Una riflessione sull'Ilva di Taranto

21 agosto 2012

ilva_tarantoCome mi ha detto l’amico Paolo Giandon, funzionario dell’Arpav della Regione Veneto e consigliere comunale del Pd di Conegliano, sviluppo sostenibile non vuol dire rinunciare ai processi industriali perché sempre e comunque inquinanti, ma vuol dire piuttosto far evolvere i processi industriali, insieme a quelli civili e sociali, verso soluzioni che comportano impatti accettabili per la salute e l'ambiente.
 
Da quanto sta emergendo dal lavoro dei magistrati, a Taranto da troppi anni l'obiettivo della progressiva riduzione degli impatti ambientali non è stato per nulla perseguito, non solo per responsabilità del privato gestore degli impianti produttivi, ma anche per mancanza di un serio interlocutore pubblico in grado di fare adeguati controlli ed esigere puntuali e tempestivi adeguamenti alla normativa che a sua volta nel tempo si è evoluta. E la stessa magistratura, cui va dato atto di aver mosso finalmente le acque stagnanti di perdurante comportamenti illeciti per non dire criminali, forse per troppo tempo è stata anch’essa a guardare.
 
Se la possibilità di verificare la fattibilità tecnica di continuare a tenere aperto l’impianto in condizioni minime di sicurezza ambientale e sanitaria disposta dal Tribunale del riesame è opportuna, perché non manchi il bene primario del lavoro e della sussistenza per migliaia di famiglie, è necessario siano poste dai custodi giudiziari e dalle istituzioni competenti condizioni ferme e con scadenze non procrastinabili per il sicuro rispetto delle norme ambientali, sia per quanto riguarda l'attuale emissione di sostanze inquinanti, sia per il risanamento delle matrici ambientali già pesantemente contaminate per effetto delle attività industriali del passato. E per la parte di responsabilità che ricadono anche sullo Stato, che per molti anni ha gestito gli impianti, devono essere trovate le risorse pubbliche per provvedere al risanamento, così com'è stato fatto per molti altri siti industriali in altre parti d'Italia. Ferma restando la primaria responsabilità della proprietà dell’azienda.

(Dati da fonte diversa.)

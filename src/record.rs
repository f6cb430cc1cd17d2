//! Struct and union declarations as Fortran derived types

use crate::decl::NamingMode;
use crate::decl::RecordDecl;

use std::borrow::Cow;

use tracing::debug;

/// Result of formatting a record
#[derive(Debug, Clone, PartialEq, Eq)]
pub enum RecordTranslation {
    /// A `TYPE, BIND(C)` block
    Derived(String),

    /// The record has no identifier, so no derived type can be named
    Skipped(NamingMode),
}

/// Formats one record, tracking its naming mode while it is visited
///
/// The naming mode starts from the one stored on the record and can be
/// refined with [`RecordFormatter::set_mode`] without touching the record.
#[derive(Debug)]
pub struct RecordFormatter<'a> {
    record: &'a RecordDecl,
    mode: NamingMode,
}

impl<'a> RecordFormatter<'a> {
    pub fn new(record: &'a RecordDecl) -> Self {
        RecordFormatter {
            record,
            mode: record.naming_mode,
        }
    }

    pub fn mode(&self) -> NamingMode {
        self.mode
    }

    /// Apply a naming mode request (see [`NamingMode::combine`])
    pub fn set_mode(&mut self, requested: NamingMode) {
        let mode = self.mode.combine(requested);
        debug!(
            "set naming mode of {:?}: requested {:?}, now {:?}",
            self.record.name, requested, mode
        );
        self.mode = mode;
    }

    /// One `<type> :: <name>` line per field, in source order
    pub fn fields(&self) -> String {
        self.record
            .fields
            .iter()
            .enumerate()
            .map(|(index, field)| {
                let name = if field.name.is_empty() {
                    Cow::Owned(format!("field_{}", index + 1))
                } else {
                    Cow::Borrowed(field.name.as_str())
                };
                format!("\t{} :: {}\n", field.ty.kind_name(true), name)
            })
            .collect()
    }

    /// Render the record as a derived type
    ///
    /// Unions are laid out the same way as structs.
    ///
    /// ```
    /// use c2fortran::{CType, NamingMode, RecordDecl, RecordFormatter, RecordKind, RecordTranslation};
    ///
    /// let point = RecordDecl::new(RecordKind::Struct, Some("Point".to_owned()))
    ///     .with_field("x", CType::real("double"))
    ///     .with_field("y", CType::real("double"));
    ///
    /// let mut formatter = RecordFormatter::new(&point);
    /// formatter.set_mode(NamingMode::IdOnly);
    /// assert_eq!(
    ///     formatter.format(),
    ///     RecordTranslation::Derived(
    ///         "TYPE, BIND(C) :: struct Point\n\treal(c_double) :: x\n\treal(c_double) :: y\nEND TYPE\n"
    ///             .to_owned()
    ///     )
    /// );
    /// ```
    pub fn format(&self) -> RecordTranslation {
        let name = match self.record.id() {
            Some(name) if self.mode.has_id() => name,
            _ => return RecordTranslation::Skipped(self.mode),
        };

        RecordTranslation::Derived(format!(
            "TYPE, BIND(C) :: struct {}\n{}END TYPE\n",
            name,
            self.fields()
        ))
    }
}

#[cfg(test)]
mod tests {
    use super::*;
    use crate::decl::RecordKind;
    use crate::typ::CType;

    fn point() -> RecordDecl {
        RecordDecl::new(RecordKind::Struct, Some("Point".to_owned()))
            .with_field("x", CType::real("double"))
            .with_field("y", CType::real("double"))
    }

    #[test]
    fn test_format_named_struct() {
        let record = point();
        let mut formatter = RecordFormatter::new(&record);
        formatter.set_mode(NamingMode::IdOnly);

        assert_eq!(
            formatter.format(),
            RecordTranslation::Derived(
                "TYPE, BIND(C) :: struct Point\n\
                 \treal(c_double) :: x\n\
                 \treal(c_double) :: y\n\
                 END TYPE\n"
                    .to_owned()
            )
        );
    }

    #[test]
    fn test_format_every_field() {
        let record = RecordDecl::new(RecordKind::Struct, Some("node".to_owned()))
            .with_field("value", CType::integer("int"))
            .with_field("count", CType::integer("unsigned int"))
            .with_field("next", CType::pointer("struct node *"))
            .with_field("visit", CType::function_pointer("void (*)(struct node *)"))
            .with_field("data", CType::unknown("char [16]"));
        let mut formatter = RecordFormatter::new(&record);
        formatter.set_mode(NamingMode::IdOnly);

        // Repeated types still get one line each
        assert_eq!(
            formatter.format(),
            RecordTranslation::Derived(
                "TYPE, BIND(C) :: struct node\n\
                 \tinteger(c_int) :: value\n\
                 \tinteger(c_int) :: count\n\
                 \ttype(c_ptr) :: next\n\
                 \ttype(c_funptr) :: visit\n\
                 \tnot yet implemented :: data\n\
                 END TYPE\n"
                    .to_owned()
            )
        );
    }

    #[test]
    fn test_format_union_like_struct() {
        let record = RecordDecl::new(RecordKind::Union, Some("number".to_owned()))
            .with_field("i", CType::integer("int"))
            .with_field("d", CType::real("double"));
        let mut formatter = RecordFormatter::new(&record);
        formatter.set_mode(NamingMode::IdOnly);

        assert_eq!(
            formatter.format(),
            RecordTranslation::Derived(
                "TYPE, BIND(C) :: struct number\n\
                 \tinteger(c_int) :: i\n\
                 \treal(c_double) :: d\n\
                 END TYPE\n"
                    .to_owned()
            )
        );
    }

    #[test]
    fn test_unnamed_fields() {
        let record = RecordDecl::new(RecordKind::Struct, Some("flags".to_owned()))
            .with_field("", CType::integer("unsigned int"))
            .with_field("mode", CType::integer("int"))
            .with_field("", CType::unknown("struct (anonymous)"));
        let formatter = RecordFormatter::new(&record);

        assert_eq!(
            formatter.fields(),
            "\tinteger(c_int) :: field_1\n\
             \tinteger(c_int) :: mode\n\
             \tnot yet implemented :: field_3\n"
        );
    }

    #[test]
    fn test_id_and_tag() {
        let record = point().with_tag("point_t");
        let mut formatter = RecordFormatter::new(&record);
        assert_eq!(formatter.mode(), NamingMode::TagOnly);

        formatter.set_mode(NamingMode::IdOnly);
        assert_eq!(formatter.mode(), NamingMode::IdAndTag);

        match formatter.format() {
            RecordTranslation::Derived(text) => {
                assert!(text.starts_with("TYPE, BIND(C) :: struct Point\n"))
            }
            other => panic!("expected a derived type, got {:?}", other),
        }
    }

    #[test]
    fn test_skipped() {
        // Fresh record, nobody discovered its name
        let record = point();
        assert_eq!(
            RecordFormatter::new(&record).format(),
            RecordTranslation::Skipped(NamingMode::Anonymous)
        );

        // Only reachable through a typedef
        let record = RecordDecl::new(RecordKind::Struct, None)
            .with_field("x", CType::integer("int"))
            .with_tag("anon_t");
        assert_eq!(
            RecordFormatter::new(&record).format(),
            RecordTranslation::Skipped(NamingMode::TagOnly)
        );

        // A mode claiming an identifier the record does not have
        let record = RecordDecl::new(RecordKind::Struct, None);
        let mut formatter = RecordFormatter::new(&record);
        formatter.set_mode(NamingMode::IdOnly);
        assert_eq!(
            formatter.format(),
            RecordTranslation::Skipped(NamingMode::IdOnly)
        );
    }
}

La vicenda ci ammonisce che dobbiamo cominciare a ragionare in modo diverso che dal passato quando parliamo di Pil e di crescita. Attività economiche che producono i danni che stiamo conoscendo a Taranto possono essere contabilizzate interamente nella crescita della ricchezza del Paese? In realtà hanno creato esternalità negative ingenti a carico delle presenti e delle future generazioni, di cui il Pil ed un concetto di crescita puramente materiale non tengono in alcun conto, falsando la stessa contabilità economica, e non solo quella della qualità della vita e del benessere delle persone.

Può essere dunque proprio questa l’occasione buona per aprire una profonda riflessione sull’idea di crescita e sul tipo di sviluppo che vogliamo per il nostro Paese, oltre che per l’Europa. Sull’importanza della ricerca e dell’innovazione tecnologica come volano di una crescita sostenibile e duratura. Anche dell’innovazione sul piano degli strumenti finanziari adeguati a reperire le risorse necessarie a ripristinare nei prossimi decenni quei beni comuni (come l’acqua o l’aria, ad es.) che costituiscono dei veri e propri asset di capitale ambientale che oggi non consideriamo nella contabilità nazionale, ma che sono e saranno indispensabili per garantire la sopravvivenza della stessa economia e della prosperità alle future generazioni nei secoli a venire. Occorre così ad es. ripensare la stessa distribuzione del carico fiscale (da alleggerire a carico delle attività che creano esternalità positive e da aumentare a carico delle attività che creano esternalità negative, incentivando così anche il finanziamento della ricerca nella green economy) e pensare all’emissione di obbligazioni verdi per finanziare investimenti nel campo ambientale. Mi piace molto anche la proposta di Attali che nel libro “Come finirà?” suggerisce al governo italiano di dividere il proprio bilancio in tre sezioni distinte: una per la spesa corrente, una in cui accumulare un deposito risarcitorio per i danni che causiamo alle generazioni future, ed una, infine, per istituire un fondo di investimenti nazionali che finanzi le spese pubbliche di cui gioveranno anche i posteri.  

Ps: forse è necessaria anche una integrazione della nostra Carta Costituzionale in funzione della tutela delle future generazioni. Se ci fate caso, infatti, la parola ‘ambiente’ è usata nella Carta solo una volta e non tra i principi fondamentali, ma solo nella distribuzione dei compiti legislativi tra Stato e Regioni all’art. 117.